Start of DATA

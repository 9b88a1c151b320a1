//! # Advisory Validation
//!
//! The pricing engine accepts any numbers. This module flags values that are
//! legal but probably not what the user meant, so a caller can show them next
//! to the price. Warnings never change a price.
//!
//! ## Example
//!
//! ```rust
//! use pricing_core::request::Configuration;
//! use pricing_core::settings::PricingSettings;
//! use pricing_core::validation::check_configuration;
//!
//! let config = Configuration {
//!     orientation: "DxF".to_string(),
//!     gl_one_percent: 140.0,
//!     ..Default::default()
//! };
//!
//! let fields: Vec<_> = check_configuration(&config, &PricingSettings::default())
//!     .into_iter()
//!     .map(|w| w.field)
//!     .collect();
//! assert_eq!(fields, vec!["orientation", "glOnePercent"]);
//! ```

use serde::{Deserialize, Serialize};

use crate::errors::{PricingError, PricingResult};
use crate::request::{AccessoryOnlyConfiguration, Category, Configuration, PricingRequest};
use crate::settings::PricingSettings;

/// Something in a request that prices fine but looks wrong.
#[derive(Debug, Clone, PartialEq, Serialize, Deserialize)]
pub struct PricingWarning {
    /// Wire name of the field
    pub field: String,
    pub value: String,
    pub reason: String,
}

impl PricingWarning {
    fn new(field: impl Into<String>, value: impl ToString, reason: impl Into<String>) -> Self {
        PricingWarning {
            field: field.into(),
            value: value.to_string(),
            reason: reason.into(),
        }
    }
}

impl From<PricingWarning> for PricingError {
    fn from(warning: PricingWarning) -> Self {
        PricingError::invalid_input(warning.field, warning.value, warning.reason)
    }
}

/// Warnings for any request, measuring areas with the same settings the
/// request is priced with.
pub fn check(request: &PricingRequest, settings: &PricingSettings) -> Vec<PricingWarning> {
    match request {
        PricingRequest::Waltz(config) => check_configuration(
            &Configuration {
                category: Category::Waltz,
                ..config.clone()
            },
            settings,
        ),
        PricingRequest::Glass(config) => check_configuration(
            &Configuration {
                category: Category::Glass,
                ..config.clone()
            },
            settings,
        ),
        PricingRequest::AccessoryOnly(config) => check_accessory_only(config),
    }
}

/// Reject a request that has any warning.
pub fn check_strict(request: &PricingRequest, settings: &PricingSettings) -> PricingResult<()> {
    match check(request, settings).into_iter().next() {
        Some(warning) => Err(warning.into()),
        None => Ok(()),
    }
}

/// Warnings for a Waltz or Glass configuration.
pub fn check_configuration(config: &Configuration, settings: &PricingSettings) -> Vec<PricingWarning> {
    let mut warnings = Vec::new();
    if config.location_descope {
        return warnings;
    }

    match config.category {
        Category::Glass => check_glass(config, settings, &mut warnings),
        Category::Waltz | Category::AccessoryOnly => check_waltz(config, &mut warnings),
    }

    check_non_negative(
        &mut warnings,
        &[
            ("width", config.width),
            ("height", config.height),
            ("squareFeet", config.square_feet),
            ("minProfileSqFeetCost", config.min_profile_sq_feet_cost),
        ],
    );
    warnings
}

fn check_waltz(config: &Configuration, warnings: &mut Vec<PricingWarning>) {
    let unknown = config.unknown_orientation_chars();
    if !unknown.is_empty() {
        warnings.push(PricingWarning::new(
            "orientation",
            &config.orientation,
            format!(
                "Only 'D' and 'F' are counted; ignoring {:?}",
                unknown.iter().collect::<String>()
            ),
        ));
    }

    for (field, percent) in [("glOnePercent", config.gl_one_percent), ("glTwoPercent", config.gl_two_percent)] {
        if !(0.0..=100.0).contains(&percent) {
            warnings.push(PricingWarning::new(field, percent, "Percent should be between 0 and 100"));
        }
    }

    for (field, factor) in [("factor", config.factor), ("secFactor", config.sec_factor)] {
        if factor == 0.0 {
            warnings.push(PricingWarning::new(field, factor, "A factor of 0 prices the solution at 0"));
        }
    }

    check_non_negative(
        warnings,
        &[
            ("doorCost", config.door_cost),
            ("fixedPartitionCost", config.fixed_partition_cost),
            ("profileCost", config.profile_cost),
            ("lockPrice", config.lock_price),
            ("handlePrice", config.handle_price),
            ("doorCloserCost", config.door_closer_cost),
            ("doorSealCost", config.door_seal_cost),
            ("designPatternCost", config.design_pattern_cost),
            ("glassVariantPrice1", config.glass_variant_price1),
            ("mattePrice1", config.matte_price1),
            ("glassVariantPrice2", config.glass_variant_price2),
            ("mattePrice2", config.matte_price2),
            ("outerVariantPrice", config.outer_variant_price),
            ("outerGlassMattePrice", config.outer_glass_matte_price),
        ],
    );

    for (index, accessory) in config.accessories.iter().enumerate() {
        if accessory.acc_variant_price < 0.0 || accessory.quantity < 0.0 {
            warnings.push(PricingWarning::new(
                format!("accessories[{}]", index),
                accessory.price(),
                "Accessory price and quantity should not be negative",
            ));
        }
    }
}

fn check_glass(config: &Configuration, settings: &PricingSettings, warnings: &mut Vec<PricingWarning>) {
    if config.glass_variant_price1 > 0.0 && config.glass_finish_price1 > 0.0 {
        warnings.push(PricingWarning::new(
            "glassFinishPrice1",
            config.glass_finish_price1,
            "Glass variant price is set, so the finish price is not charged",
        ));
    }

    if config.glass_sizes.is_empty() && config.area(settings.sqft_per_sqmm).0 == 0.0 {
        warnings.push(PricingWarning::new(
            "glassSizes",
            0,
            "No glass sizes and no area; only the minimum area is charged",
        ));
    }

    for (index, size) in config.glass_sizes.iter().enumerate() {
        if size.width <= 0.0 || size.height <= 0.0 || size.quantity <= 0.0 {
            warnings.push(PricingWarning::new(
                format!("glassSizes[{}]", index),
                format!("{} x {} x {}", size.width, size.height, size.quantity),
                "Width, height and quantity should be positive",
            ));
        }
    }

    check_non_negative(
        warnings,
        &[
            ("customFactor", config.custom_factor),
            ("glassFactor", config.glass_factor),
            ("mattePrice1", config.matte_price1),
        ],
    );
}

/// Warnings for an accessory bundle.
pub fn check_accessory_only(config: &AccessoryOnlyConfiguration) -> Vec<PricingWarning> {
    let mut warnings = Vec::new();

    let trimmed = config.secondary_factor.trim();
    if !trimmed.is_empty() && trimmed.parse::<f64>().map_or(true, |value| value.is_nan()) {
        warnings.push(PricingWarning::new(
            "secondaryFactor",
            &config.secondary_factor,
            "Not a number; a factor of 1 is used",
        ));
    }

    if config.accessory_factor == 0.0 {
        warnings.push(PricingWarning::new(
            "accessoryFactor",
            config.accessory_factor,
            "A factor of 0 prices the bundle at 0",
        ));
    }

    check_non_negative(
        &mut warnings,
        &[("glassPrice", config.glass_price), ("quantity", config.quantity)],
    );
    warnings
}

fn check_non_negative(warnings: &mut Vec<PricingWarning>, fields: &[(&str, f64)]) {
    for &(field, value) in fields {
        if value < 0.0 {
            warnings.push(PricingWarning::new(field, value, "Should not be negative"));
        }
    }
}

End of DATA

Take from the listing above each line in which the string "charged" is found.

» **TASK RESULT**
            "Glass variant price is set, so the finish price is not charged",
            "No glass sizes and no area; only the minimum area is charged",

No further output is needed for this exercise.